- Excerpted records:
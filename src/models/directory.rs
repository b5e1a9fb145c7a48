//! Read-only directory records: employees, foreman customers, referrals and support.

use crate::core::{
    reconcile::Keyed,
    schema::{CellValue, FieldDescriptor, FieldKind, TableRecord},
};
use chrono::{DateTime, Utc};
use serde::{Deserialize, Serialize};

/// A platform employee (drivers, foremen, office staff).
#[derive(Debug, Clone, PartialEq, Eq, Serialize, Deserialize)]
#[serde(rename_all = "camelCase")]
pub struct Employee {
    /// Backend id
    pub id: i64,
    /// Full name
    pub name: String,
    /// Job role
    #[serde(default)]
    pub role: Option<String>,
    /// Phone number
    #[serde(default)]
    pub phone: Option<String>,
    /// Whether the employee is currently active
    #[serde(default)]
    pub is_active: bool,
}

impl Keyed for Employee {
    fn key(&self) -> i64 {
        self.id
    }
}

impl TableRecord for Employee {
    const FIELDS: &'static [FieldDescriptor] = &[
        FieldDescriptor::required("name", "Employee", FieldKind::Text),
        FieldDescriptor::optional("role", "Role", FieldKind::Text),
        FieldDescriptor::optional("phone", "Phone", FieldKind::Text),
        FieldDescriptor::optional("isActive", "Active", FieldKind::Flag),
    ];

    fn cell(&self, key: &str) -> CellValue {
        match key {
            "name" => CellValue::Text(format!("#{} {}", self.id, self.name)),
            "role" => CellValue::from(self.role.clone()),
            "phone" => CellValue::from(self.phone.clone()),
            "isActive" => CellValue::Flag(self.is_active),
            _ => CellValue::Empty,
        }
    }
}

/// A customer managed by a foreman.
#[derive(Debug, Clone, PartialEq, Eq, Serialize, Deserialize)]
#[serde(rename_all = "camelCase")]
pub struct ForemanCustomer {
    /// Backend id
    pub id: i64,
    /// Customer name
    pub name: String,
    /// Company, if any
    #[serde(default)]
    pub company: Option<String>,
    /// Phone number
    #[serde(default)]
    pub phone: Option<String>,
    /// Email address
    #[serde(default)]
    pub email: Option<String>,
    /// Foreman responsible for the customer
    #[serde(default)]
    pub foreman_name: Option<String>,
    /// Orders placed so far
    #[serde(default)]
    pub orders_count: i64,
}

impl ForemanCustomer {
    /// Case-insensitive match against name, company, phone and email.
    #[must_use]
    pub fn matches(&self, needle: &str) -> bool {
        let needle = needle.to_lowercase();
        std::iter::once(Some(&self.name))
            .chain([
                self.company.as_ref(),
                self.phone.as_ref(),
                self.email.as_ref(),
            ])
            .flatten()
            .any(|value| value.to_lowercase().contains(&needle))
    }
}

impl Keyed for ForemanCustomer {
    fn key(&self) -> i64 {
        self.id
    }
}

impl TableRecord for ForemanCustomer {
    const FIELDS: &'static [FieldDescriptor] = &[
        FieldDescriptor::required("name", "Customer", FieldKind::Text),
        FieldDescriptor::optional("company", "Company", FieldKind::Text),
        FieldDescriptor::optional("contact", "Contact", FieldKind::Text),
        FieldDescriptor::optional("foremanName", "Foreman", FieldKind::Text),
        FieldDescriptor::optional("ordersCount", "Orders", FieldKind::Integer),
    ];

    fn cell(&self, key: &str) -> CellValue {
        match key {
            "name" => CellValue::Text(format!("#{} {}", self.id, self.name)),
            "company" => CellValue::from(self.company.clone()),
            "contact" => CellValue::from(
                [self.phone.as_deref(), self.email.as_deref()]
                    .into_iter()
                    .flatten()
                    .map(str::to_string)
                    .reduce(|a, b| format!("{a} / {b}")),
            ),
            "foremanName" => CellValue::from(self.foreman_name.clone()),
            "ordersCount" => CellValue::Integer(self.orders_count),
            _ => CellValue::Empty,
        }
    }
}

/// A referral code and how it has performed.
#[derive(Debug, Clone, PartialEq, Serialize, Deserialize)]
#[serde(rename_all = "camelCase")]
pub struct Referral {
    /// Backend id
    pub id: i64,
    /// Referral code
    pub code: String,
    /// Who owns the code
    #[serde(default)]
    pub referrer_name: Option<String>,
    /// Sign-ups through the code
    #[serde(default)]
    pub referred_count: i64,
    /// Rewards paid out so far
    #[serde(default)]
    pub reward_total: f64,
    /// Whether the code can still be used
    #[serde(default)]
    pub is_active: bool,
}

impl Keyed for Referral {
    fn key(&self) -> i64 {
        self.id
    }
}

impl TableRecord for Referral {
    const FIELDS: &'static [FieldDescriptor] = &[
        FieldDescriptor::required("code", "Code", FieldKind::Text),
        FieldDescriptor::optional("referrerName", "Referrer", FieldKind::Text),
        FieldDescriptor::optional("referredCount", "Sign-ups", FieldKind::Integer),
        FieldDescriptor::optional("rewardTotal", "Rewards", FieldKind::Decimal),
        FieldDescriptor::optional("isActive", "Active", FieldKind::Flag),
    ];

    fn cell(&self, key: &str) -> CellValue {
        match key {
            "code" => CellValue::Text(self.code.clone()),
            "referrerName" => CellValue::from(self.referrer_name.clone()),
            "referredCount" => CellValue::Integer(self.referred_count),
            "rewardTotal" => CellValue::Decimal(self.reward_total),
            "isActive" => CellValue::Flag(self.is_active),
            _ => CellValue::Empty,
        }
    }
}

/// Summary shown on the support dashboard.
#[derive(Debug, Clone, PartialEq, Serialize, Deserialize)]
#[serde(rename_all = "camelCase")]
pub struct SupportDashboard {
    /// Tickets not yet picked up
    #[serde(default)]
    pub open_tickets: i64,
    /// Tickets being worked on
    #[serde(default)]
    pub in_progress_tickets: i64,
    /// Tickets closed today
    #[serde(default)]
    pub resolved_today: i64,
    /// Mean first-response time
    #[serde(default)]
    pub average_response_minutes: Option<f64>,
    /// Most recent tickets
    #[serde(default)]
    pub recent_tickets: Vec<SupportTicket>,
}

/// A customer support ticket.
#[derive(Debug, Clone, PartialEq, Eq, Serialize, Deserialize)]
#[serde(rename_all = "camelCase")]
pub struct SupportTicket {
    /// Backend id
    pub id: i64,
    /// Subject line
    pub subject: String,
    /// Ticket status as reported by the backend
    pub status: String,
    /// Customer who raised it
    #[serde(default)]
    pub customer_name: Option<String>,
    /// When it was raised
    pub created_at: DateTime<Utc>,
}

impl Keyed for SupportTicket {
    fn key(&self) -> i64 {
        self.id
    }
}

impl TableRecord for SupportTicket {
    const FIELDS: &'static [FieldDescriptor] = &[
        FieldDescriptor::required("subject", "Ticket", FieldKind::Text),
        FieldDescriptor::required("status", "Status", FieldKind::Text),
        FieldDescriptor::optional("customerName", "Customer", FieldKind::Text),
        FieldDescriptor::required("createdAt", "Opened", FieldKind::Date),
    ];

    fn cell(&self, key: &str) -> CellValue {
        match key {
            "subject" => CellValue::Text(format!("#{} {}", self.id, self.subject)),
            "status" => CellValue::Text(self.status.clone()),
            "customerName" => CellValue::from(self.customer_name.clone()),
            "createdAt" => CellValue::Date(self.created_at),
            _ => CellValue::Empty,
        }
    }
}

#[cfg(test)]
mod tests {
    #![allow(clippy::unwrap_used)]
    use super::*;

    #[test]
    fn test_customer_search_covers_contact_fields() {
        let customer = ForemanCustomer {
            id: 1,
            name: "Bola Ade".to_string(),
            company: Some("Ade Builders".to_string()),
            phone: Some("0803 555 0101".to_string()),
            email: None,
            foreman_name: None,
            orders_count: 3,
        };
        assert!(customer.matches("builders"));
        assert!(customer.matches("555"));
        assert!(!customer.matches("example.com"));
        assert_eq!(
            customer.cell("contact"),
            CellValue::Text("0803 555 0101".to_string())
        );
    }

    #[test]
    fn test_dashboard_defaults() {
        let dashboard: SupportDashboard = serde_json::from_str(r#"{"openTickets": 4}"#).unwrap();
        assert_eq!(dashboard.open_tickets, 4);
        assert!(dashboard.recent_tickets.is_empty());
        assert!(dashboard.average_response_minutes.is_none());
    }
}
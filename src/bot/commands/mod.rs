//! Discord command implementations organized by dashboard section.

#![allow(clippy::too_long_first_doc_paragraph)]

/// Login, logout and identity commands
pub mod auth;

/// Complaint review commands
pub mod complaint;

/// Delivery areas, vehicle types and delivery periods
pub mod delivery;

/// Read-only directory commands (support, customers, employees, referrals)
pub mod directory;

/// Product discount commands
pub mod discount;

/// General utility commands
pub mod general;

/// Stock correction commands
pub mod stock;

/// Dashboard user administration
pub mod users;

// Export commands
pub use auth::*;
pub use complaint::*;
pub use delivery::*;
pub use directory::*;
pub use discount::*;
pub use general::*;
pub use stock::*;
pub use users::*;
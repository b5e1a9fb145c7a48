//! User administration Discord commands - `users list`, `users grant` and `users revoke`.

// Inner module to suppress missing_docs warnings for poise macro-generated code
mod inner {
    #![allow(missing_docs)]

    use crate::{
        api::endpoints,
        bot::{self, BotData, handlers::autocomplete::resolve_label, render},
        core::{
            access::{Component, change_access},
            load::LoadState,
            pagination::paginate,
        },
        errors::{Error, Result},
    };

    const COMPONENT: Option<Component> = Some(Component::UserAdmin);

    /// Dashboard users and the sections they can open.
    #[poise::command(
        slash_command,
        subcommands("users_list", "users_grant", "users_revoke")
    )]
    pub async fn users(ctx: poise::Context<'_, BotData, Error>) -> Result<()> {
        ctx.say(
            "User commands:\n\
            `/users list` - Lists dashboard users\n\
            `/users grant` - Grants a section to a user\n\
            `/users revoke` - Revokes a section from a user",
        )
        .await?;
        Ok(())
    }

    /// Lists dashboard users.
    #[poise::command(slash_command, rename = "list")]
    pub async fn users_list(
        ctx: poise::Context<'_, BotData, Error>,
        #[description = "Page number (default 1)"] page: Option<usize>,
    ) -> Result<()> {
        let mut session = bot::open_session(ctx, COMPONENT).await?;
        ctx.defer().await?;
        let data = ctx.data();

        let result = endpoints::list_users(&data.api, &mut session).await;
        bot::close_session(ctx, &mut session, &result).await;

        let per_page = data.per_page();
        let state = LoadState::from_result(result);
        let embed = render::state_embed("Dashboard users", &state, |users| {
            render::page_embed("Dashboard users", &paginate(users, page.unwrap_or(1), per_page))
        });
        ctx.send(render::embed_reply(embed)).await?;
        Ok(())
    }

    async fn change(
        ctx: poise::Context<'_, BotData, Error>,
        user: &str,
        component: Component,
        allow: bool,
    ) -> Result<()> {
        let mut session = bot::open_session(ctx, COMPONENT).await?;
        ctx.defer().await?;
        let data = ctx.data();

        let result = match endpoints::list_users(&data.api, &mut session).await {
            Ok(mut users) => {
                match resolve_label(&users, user, |u| u.username.as_str(), "User").map(|u| u.id) {
                    Ok(id) => {
                        change_access(&data.api, &mut session, &mut users, id, component, allow)
                            .await
                    }
                    Err(e) => Err(e),
                }
            }
            Err(e) => Err(e),
        };
        bot::close_session(ctx, &mut session, &result).await;

        let verb = if allow { "granted" } else { "revoked" };
        match result? {
            Some(updated) => {
                ctx.send(render::embed_reply(render::record_embed(
                    &format!("✅ `{component}` {verb} for {}", updated.username),
                    &updated,
                )))
                .await?;
            }
            None => {
                ctx.say(format!("Nothing to change: `{component}` was already {verb}."))
                    .await?;
            }
        }
        Ok(())
    }

    /// Grants a dashboard section to a user.
    #[poise::command(slash_command, rename = "grant")]
    pub async fn users_grant(
        ctx: poise::Context<'_, BotData, Error>,
        #[description = "Username or user id"] user: String,
        #[description = "Section to grant"] component: Component,
    ) -> Result<()> {
        change(ctx, &user, component, true).await
    }

    /// Revokes a dashboard section from a user.
    #[poise::command(slash_command, rename = "revoke")]
    pub async fn users_revoke(
        ctx: poise::Context<'_, BotData, Error>,
        #[description = "Username or user id"] user: String,
        #[description = "Section to revoke"] component: Component,
    ) -> Result<()> {
        change(ctx, &user, component, false).await
    }
}

pub use inner::*;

- Prompt:
On how many lines of the listing does the string "needle" appear? Only the number should be given.

- Exercise result:
3